Inhabitat readers know that good design can save the world – but did you know design could also save your life? Engineers, designers, and hackers around the world are harnessing cutting-edge developments in material science, biotechnology, and robotics to roll out new solutions that help people live healthier, longer lives. From a device that can seal a bullet wound in 15 seconds to flying ambulance drones and contact lenses that monitor your health, read on for 6 futuristic healthcare designs that could save your life someday.
For serious wounds like gunshots or shrapnel blasts, immediate treatment can spell the difference between life and death. The XStat is a pocketable syringe filled with rapidly-expanding sponges that can seal a gunshot wound in 15 seconds flat. Once injected, the sponges control bleeding better than a tourniquet, buying precious time for victims to be transported to a hospital for surgery.
Diabetes affects one in every 19 people on the planet. Those affected by the disease must constantly monitor their glucose levels (often with a painful finger prick) – but a new smart contact lens developed by Google X could change that forever. The lens uses a miniature glucose sensor and a tiny wireless chip to monitor vital signs once per second – and future versions will be able to alert wearers when their glucose levels rise or fall beyond certain thresholds.
Did you know that on average ambulances take 10 minutes to get to the scene of an accident? The Ambulance Drone can deliver life-saving aid much quicker by taking to the sky. The drone is packed with an all-purpose medical kit, a defibrillator, CPR aids, and a camera that allows emergency response teams to direct bystanders to administer critical aid until an ambulance arrives.

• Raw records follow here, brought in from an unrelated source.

use crate::{
    App, DashboardSection, LOADING_FRAMES,
    snapshot::{AnalyticsSnapshot, DashboardState},
};
use ratatui::{
    Frame,
    layout::{Constraint, Direction, Layout, Rect},
    style::{Color, Modifier, Style, Stylize},
    text::{Line, Span},
    widgets::{Block, Cell, Paragraph, Row, Table, Tabs, Wrap},
};

pub(crate) struct UiRenderer<'a> {
    app: &'a mut App,
}

impl<'a> UiRenderer<'a> {
    pub(crate) fn new(app: &'a mut App) -> Self {
        Self { app }
    }

    pub(crate) fn render(&mut self, frame: &mut Frame) {
        let state = self.app.dashboard_state();
        match state.data.clone() {
            Some(snapshot) => self.render_dashboard(frame, &state, &snapshot),
            None => self.render_loading(frame),
        }
    }

    fn render_loading(&mut self, frame: &mut Frame) {
        let app = &*self.app;
        let layout = Layout::default()
            .direction(Direction::Vertical)
            .constraints([
                Constraint::Percentage(40),
                Constraint::Length(5),
                Constraint::Min(0),
            ])
            .split(frame.area());

        let spinner = LOADING_FRAMES[app.loading_frame % LOADING_FRAMES.len()];
        let text = format!(
            "{} Loading real analytics…\n\nFetching from {}",
            spinner, app.api_base
        );
        frame.render_widget(
            Paragraph::new(text)
                .centered()
                .block(Block::bordered().title(Self::title_line())),
            layout[1],
        );
    }

    fn render_dashboard(
        &mut self,
        frame: &mut Frame,
        state: &DashboardState,
        snapshot: &AnalyticsSnapshot,
    ) {
        let app = &*self.app;
        let notice = app.visible_notice(state);
        let notice_height = if notice.is_some() { 3 } else { 0 };

        let layout = Layout::default()
            .direction(Direction::Vertical)
            .constraints([
                Constraint::Length(3),
                Constraint::Length(3),
                Constraint::Length(notice_height),
                Constraint::Min(6),
                Constraint::Length(4),
            ])
            .split(frame.area());

        frame.render_widget(
            Paragraph::new(Self::header_line(app, state))
                .block(Block::bordered().title(Self::title_line()))
                .centered(),
            layout[0],
        );

        let titles: Vec<Line> = DashboardSection::ALL
            .iter()
            .enumerate()
            .map(|(index, section)| Line::from(format!("{} {}", index + 1, section.label())))
            .collect();
        frame.render_widget(
            Tabs::new(titles)
                .select(app.section.index())
                .highlight_style(Style::default().add_modifier(Modifier::REVERSED))
                .block(Block::bordered()),
            layout[1],
        );

        if let Some(notice) = notice {
            frame.render_widget(
                Paragraph::new(notice)
                    .style(Style::default().fg(Color::Red))
                    .block(Block::bordered().title(Line::from("Notice (x to dismiss)"))),
                layout[2],
            );
        }

        match app.section {
            DashboardSection::Overview => Self::render_overview(frame, layout[3], snapshot),
            DashboardSection::Cuisine => Self::render_cuisines(frame, layout[3], snapshot),
            DashboardSection::MarketGaps => Self::render_market_gaps(frame, layout[3], snapshot),
            DashboardSection::Sustainability => {
                Self::render_sustainability(frame, layout[3], snapshot)
            }
            DashboardSection::Awards => Self::render_awards(frame, layout[3], snapshot),
        }

        let mut status_lines = Vec::new();
        if let Some(error) = &app.error {
            status_lines.push(format!("Error: {}", error));
        }
        status_lines.push(
            "r refresh • ←/→ or 1-5 switch section • x dismiss notice • Esc, Ctrl-C, or q to quit"
                .to_string(),
        );
        frame.render_widget(
            Paragraph::new(status_lines.join("\n"))
                .wrap(Wrap { trim: true })
                .block(Block::bordered().title(Line::from("Status"))),
            layout[4],
        );
    }

    fn render_overview(frame: &mut Frame, area: Rect, snapshot: &AnalyticsSnapshot) {
        let columns = Layout::default()
            .direction(Direction::Horizontal)
            .constraints([Constraint::Percentage(50), Constraint::Percentage(50)])
            .split(area);

        let overview = &snapshot.overview;
        let metrics = [
            ("Restaurants", format_count(overview.total_restaurants)),
            ("Cuisines", format_count(overview.total_cuisines)),
            ("Countries", format_count(overview.total_countries)),
            ("Avg stars", format!("{:.1}★", overview.avg_star_rating)),
            ("Clusters", format_count(overview.total_clusters)),
        ];
        let metric_lines: Vec<Line> = metrics
            .into_iter()
            .map(|(label, value)| {
                Line::from(vec![
                    Span::raw(format!("{:<12}", label)),
                    Span::raw(value).bold(),
                ])
            })
            .collect();
        frame.render_widget(
            Paragraph::new(metric_lines).block(Block::bordered().title(Line::from("Key metrics"))),
            columns[0],
        );

        let mut highlights = Vec::new();
        if let Some(fastest) = snapshot
            .cuisine_data
            .iter()
            .max_by(|a, b| a.growth.total_cmp(&b.growth))
        {
            highlights.push(format!(
                "Fastest growing cuisine: {} (+{:.1}%)",
                fastest.name, fastest.growth
            ));
        }
        if let Some(gap) = snapshot.market_gaps.iter().max_by_key(|gap| gap.opportunity) {
            highlights.push(format!(
                "Top opportunity: {} ({} / 100)",
                gap.region, gap.opportunity
            ));
        }
        if let Some(leader) = snapshot.sustainability_trends.first() {
            highlights.push(format!(
                "Sustainability leader: {} ({})",
                leader.country, leader.score
            ));
        }
        let new_awards: u32 = snapshot
            .awards_data
            .iter()
            .map(|award| award.new_this_year)
            .sum();
        highlights.push(format!("New awards this year: {}", new_awards));

        frame.render_widget(
            Paragraph::new(highlights.join("\n"))
                .wrap(Wrap { trim: false })
                .block(Block::bordered().title(Line::from("Highlights"))),
            columns[1],
        );
    }

    fn render_cuisines(frame: &mut Frame, area: Rect, snapshot: &AnalyticsSnapshot) {
        let rows = snapshot.cuisine_data.iter().map(|cuisine| {
            Row::new(vec![
                Cell::from(cuisine.name.clone()).style(Style::default().fg(hex_color(&cuisine.color))),
                Cell::from(format_count(cuisine.count)),
                Cell::from(format!("+{:.1}%", cuisine.growth)),
                Cell::from(format!("{:.0}", cuisine.sustainability)),
                Cell::from(format!("{:.1}", cuisine.avg_stars)),
            ])
        });
        Self::render_table(
            frame,
            area,
            "Cuisine Intelligence",
            ["Cuisine", "Restaurants", "Growth", "Sustainability", "Avg stars"],
            rows,
            [
                Constraint::Percentage(30),
                Constraint::Percentage(15),
                Constraint::Percentage(15),
                Constraint::Percentage(20),
                Constraint::Percentage(20),
            ],
        );
    }

    fn render_market_gaps(frame: &mut Frame, area: Rect, snapshot: &AnalyticsSnapshot) {
        let rows = snapshot.market_gaps.iter().map(|gap| {
            Row::new(vec![
                Cell::from(gap.region.clone()),
                Cell::from(format!("{}", gap.opportunity)),
                Cell::from(format!("${:.1}M", gap.investment)),
                Cell::from(gap.cuisines.join(", ")),
                Cell::from(format!("{:.0},{:.0}", gap.coords[0], gap.coords[1])),
            ])
        });
        Self::render_table(
            frame,
            area,
            "Market Gaps",
            ["Region", "Opportunity", "Investment", "Cuisines", "Map"],
            rows,
            [
                Constraint::Percentage(25),
                Constraint::Percentage(12),
                Constraint::Percentage(12),
                Constraint::Percentage(39),
                Constraint::Percentage(12),
            ],
        );
    }

    fn render_sustainability(frame: &mut Frame, area: Rect, snapshot: &AnalyticsSnapshot) {
        let rows = snapshot.sustainability_trends.iter().map(|trend| {
            Row::new(vec![
                Cell::from(trend.country.clone()),
                Cell::from(format!("{}", trend.score)),
                Cell::from(format!("+{:.1}%", trend.growth)),
                Cell::from(format_count(trend.restaurants)),
                Cell::from(trend.trend.symbol()),
            ])
        });
        Self::render_table(
            frame,
            area,
            "Sustainability",
            ["Country", "Score", "Growth", "Restaurants", "Trend"],
            rows,
            [
                Constraint::Percentage(30),
                Constraint::Percentage(15),
                Constraint::Percentage(20),
                Constraint::Percentage(20),
                Constraint::Percentage(15),
            ],
        );
    }

    fn render_awards(frame: &mut Frame, area: Rect, snapshot: &AnalyticsSnapshot) {
        let rows = snapshot.awards_data.iter().map(|award| {
            Row::new(vec![
                Cell::from(award.award.clone()),
                Cell::from(format_count(award.total)),
                Cell::from(format!("+{}", award.new_this_year)),
                Cell::from(award.category.clone()),
            ])
        });
        Self::render_table(
            frame,
            area,
            "Awards",
            ["Award", "Total", "New this year", "Category"],
            rows,
            [
                Constraint::Percentage(35),
                Constraint::Percentage(20),
                Constraint::Percentage(20),
                Constraint::Percentage(25),
            ],
        );
    }

    fn render_table<'r, const N: usize>(
        frame: &mut Frame,
        area: Rect,
        title: &str,
        headers: [&str; N],
        rows: impl Iterator<Item = Row<'r>>,
        widths: [Constraint; N],
    ) {
        let header = Row::new(headers.map(|label| Cell::from(label.to_string())))
            .style(Style::default().add_modifier(Modifier::BOLD));
        frame.render_widget(
            Table::new(rows.collect::<Vec<_>>(), widths)
                .header(header)
                .block(Block::bordered().title(Line::from(title.to_string()))),
            area,
        );
    }

    fn title_line() -> Line<'static> {
        Line::from("Fork & Star • Analytics Intelligence")
            .bold()
            .blue()
            .centered()
    }

    fn header_line(app: &App, state: &DashboardState) -> Line<'static> {
        let health = if state.error.is_some() {
            Span::raw("●").red()
        } else {
            Span::raw("●").green()
        };
        let updated = state
            .last_updated
            .map(|time| format!("Last updated {}", time.format("%H:%M:%S")))
            .unwrap_or_else(|| "Not updated yet".to_string());
        let refresh = if state.refreshing {
            format!(
                "{} Refreshing…",
                LOADING_FRAMES[app.loading_frame % LOADING_FRAMES.len()]
            )
        } else if state.is_using_fallback() {
            "Showing sample data".to_string()
        } else {
            "Live data".to_string()
        };
        let backend = app
            .backend_status
            .as_ref()
            .map(|status| status.label())
            .unwrap_or_else(|| "checking backend…".to_string());

        Line::from(vec![
            health,
            Span::raw(format!(" {} • {} • {}", updated, refresh, backend)),
        ])
    }
}

/// Parse `#rrggbb` into a terminal colour, falling back to the default foreground.
fn hex_color(value: &str) -> Color {
    let digits = value.trim().trim_start_matches('#');
    if digits.len() != 6 {
        return Color::Reset;
    }
    let channel = |range: std::ops::Range<usize>| {
        digits
            .get(range)
            .and_then(|hex| u8::from_str_radix(hex, 16).ok())
    };
    match (channel(0..2), channel(2..4), channel(4..6)) {
        (Some(r), Some(g), Some(b)) => Color::Rgb(r, g, b),
        _ => Color::Reset,
    }
}

fn format_count(value: u32) -> String {
    let digits = value.to_string();
    let mut formatted = String::with_capacity(digits.len() + digits.len() / 3);
    for (index, ch) in digits.chars().enumerate() {
        if index > 0 && (digits.len() - index) % 3 == 0 {
            formatted.push(',');
        }
        formatted.push(ch);
    }
    formatted
}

Today’s pacemakers are far from perfect – but a new technology developed by the University of Illinois at Urbana-Champaign could revolutionize the life-saving devices. The team came up with an ultra-thin, stretchable membrane lined with sensors and electrodes that wraps the heart like a glove. The custom-fit pacemaker is able to track the heart’s processes with unparalleled precision, and it can apply electrical stimuli to different locations to keep it beating at a perfect rate.
Diabetics must keep constant tabs on their glucose levels – but the traditional finger prick test is uncomfortable, inconvenient, and imprecise. MIT has a brilliant alternative: Glucose-monitoring tattoos! A team of researchers developed a nanoparticle “ink” that fluoresces when glucose levels are low. The ink can be tattooed onto a patient’s skin and then monitored with special wristwatch to indicate emergencies.
Every day roughly 79 people receive organ transplants – however 18 people die each day due to shortages of donated organs. San Diego-based biotech company Organovo is harnessing 3D printing technology to address the situation by creating living human organs from scratch. So far the company has developed a tiny human liver that offers a humane alternative to animal testing for drug research.